Issue 31: Kenny Tanemura

Internment


Afternoons when light 

filters through the closed blinds,

my infant son: Rome, for example, 

 

a greasy plate of poutine

rubs off on your fingers.

A walk to the apartment lobby

 

that shines like a palace

before turning into a half-opened closet 

of wrinkled shirts.

 

My father wore blocks of navy

with green lines passing through it.

On a train, blinds closed to keep the Japanese

 

from tracking the arid dirt land

in a foggy city.

Photography over painting. 

 

Behind barbed wire, caught in

a song on the radio,

reading about the war in the papers.

 

A bat striking a ball.

Clean this barrack up,

can’t you see the dust balls?

 

 

 

 

Vincent


The star in the lamp flowers

as the orchestration

pops again. Her hat crows,

                                                                          

each brick of the church

in a face, with its doors and potted plants.

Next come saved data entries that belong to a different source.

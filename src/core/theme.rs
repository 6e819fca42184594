//! Color themes for terminal output.
//!
//! A [`Theme`] is an immutable palette chosen once from the configured theme id
//! and handed to the [`Printer`](crate::core::output::Printer). Nothing here is
//! global, so two printers with different themes can coexist.
//!
//! # Color Scheme
//! Every theme maps change kinds the same way the status listing reads them:
//! added, modified, deleted and renamed each get their own color, except in
//! `mono`, which prints plain text.

use crate::core::git_status::ChangeKind;
use colored::{Color, ColoredString, Colorize};

pub const DEFAULT_THEME: &str = "coral";
pub const THEME_IDS: &[&str] = &["coral", "ocean", "forest", "mono"];

#[derive(Debug, Clone, Copy, PartialEq, Eq)]
pub struct Theme {
    pub id: &'static str,
    accent: Option<Color>,
    success: Option<Color>,
    warning: Option<Color>,
    error: Option<Color>,
    muted: Option<Color>,
    added: Option<Color>,
    modified: Option<Color>,
    deleted: Option<Color>,
    renamed: Option<Color>,
}

const CORAL: Theme = Theme {
    id: "coral",
    accent: Some(Color::TrueColor {
        r: 255,
        g: 127,
        b: 80,
    }),
    success: Some(Color::Green),
    warning: Some(Color::Yellow),
    error: Some(Color::Red),
    muted: Some(Color::BrightBlack),
    added: Some(Color::Green),
    modified: Some(Color::Yellow),
    deleted: Some(Color::Red),
    renamed: Some(Color::Blue),
};

const OCEAN: Theme = Theme {
    id: "ocean",
    accent: Some(Color::Cyan),
    success: Some(Color::BrightCyan),
    warning: Some(Color::BrightYellow),
    error: Some(Color::BrightRed),
    muted: Some(Color::BrightBlack),
    added: Some(Color::BrightCyan),
    modified: Some(Color::BrightBlue),
    deleted: Some(Color::BrightRed),
    renamed: Some(Color::Magenta),
};

const FOREST: Theme = Theme {
    id: "forest",
    accent: Some(Color::Green),
    success: Some(Color::BrightGreen),
    warning: Some(Color::Yellow),
    error: Some(Color::Red),
    muted: Some(Color::BrightBlack),
    added: Some(Color::BrightGreen),
    modified: Some(Color::Yellow),
    deleted: Some(Color::Red),
    renamed: Some(Color::Cyan),
};

const MONO: Theme = Theme {
    id: "mono",
    accent: None,
    success: None,
    warning: None,
    error: None,
    muted: None,
    added: None,
    modified: None,
    deleted: None,
    renamed: None,
};

impl Theme {
    /// Look up a theme by id; unknown ids fall back to coral
    pub fn from_id(id: &str) -> Theme {
        match id {
            "ocean" => OCEAN,
            "forest" => FOREST,
            "mono" => MONO,
            "coral" => CORAL,
            other => {
                log::debug!("Unknown theme '{other}', using {DEFAULT_THEME}");
                CORAL
            }
        }
    }

    pub fn is_known(id: &str) -> bool {
        THEME_IDS.contains(&id)
    }

    fn paint(text: &str, color: Option<Color>) -> ColoredString {
        match color {
            Some(color) => text.color(color),
            None => text.normal(),
        }
    }

    pub fn accent(&self, text: &str) -> ColoredString {
        Self::paint(text, self.accent)
    }

    pub fn success(&self, text: &str) -> ColoredString {
        Self::paint(text, self.success)
    }

    pub fn warning(&self, text: &str) -> ColoredString {
        Self::paint(text, self.warning)
    }

    pub fn error(&self, text: &str) -> ColoredString {
        Self::paint(text, self.error)
    }

    pub fn muted(&self, text: &str) -> ColoredString {
        Self::paint(text, self.muted)
    }

    /// Color text the way its change kind is shown in listings
    pub fn kind(&self, kind: ChangeKind, text: &str) -> ColoredString {
        let color = match kind {
            ChangeKind::Added => self.added,
            ChangeKind::Modified => self.modified,
            ChangeKind::Deleted => self.deleted,
            ChangeKind::Renamed => self.renamed,
        };
        Self::paint(text, color)
    }
}

impl Default for Theme {
    fn default() -> Self {
        CORAL
    }
}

The eye knows the lines of the moon

 

coalesces into light on water

broken by the color in a man’s eyes,

the slanting curves    

   

in a name written by hand.

A fly’s wings see yellow in everything,

seed, rain, orange, black.

 

A page turns silk in candlelight,

vapors form a bird’s beak.

The tines of a pitchfork

 

warily watches the windmill,

the boulevard, a glass of beer.

The woman in a jar

 

becomes snow,

scrapes on a chair’s legs.

White pillowcases move the branches.

 

The heat, the sky still white.

The cobblestones go there to feel

like they’ve been somewhere.

 

 

 

Process  


Halfway up  

a snowy mountain,

far ahead, jumped on the tracks. 

 

Wended to this country 

of sub-tropical heat. 

The snow mounted on the balcony,  

 

the snow of last year.  

Buried under the ground, 

there are pages,

 

traces of lavender  

or jasmine, no one

sees the change. 

 

 

 

Last Light

 

The power adapter lost,

a photo album from before his birth

holds pictures snapped after V-E Day.

 

The album where his father throws a football

in his leather helmet.

The arm cocked back to toss a dart.

 

Jumped to see over the heads 

of the defensive line, to see the field

in this album. The stack of books

 

on the floor.

Proust in blue hardcover, 

Virginia Woolf splayed open,

 

underlined with lead.

A pencil tip lifts from the page.

Her husband has erased

 

their infant son asleep on his chest. 

A thousand-page novel,

between the slats, the night sky.

 

Last light 

remains unopened again on the shelf.

The baby exhales through sleep, 

 

his barely developed nose.

The spines face him squarely

when he rests.




Kenneth Tanemura teaches writing at Embry-Riddle Aeronautical University in Daytona Beach, Florida.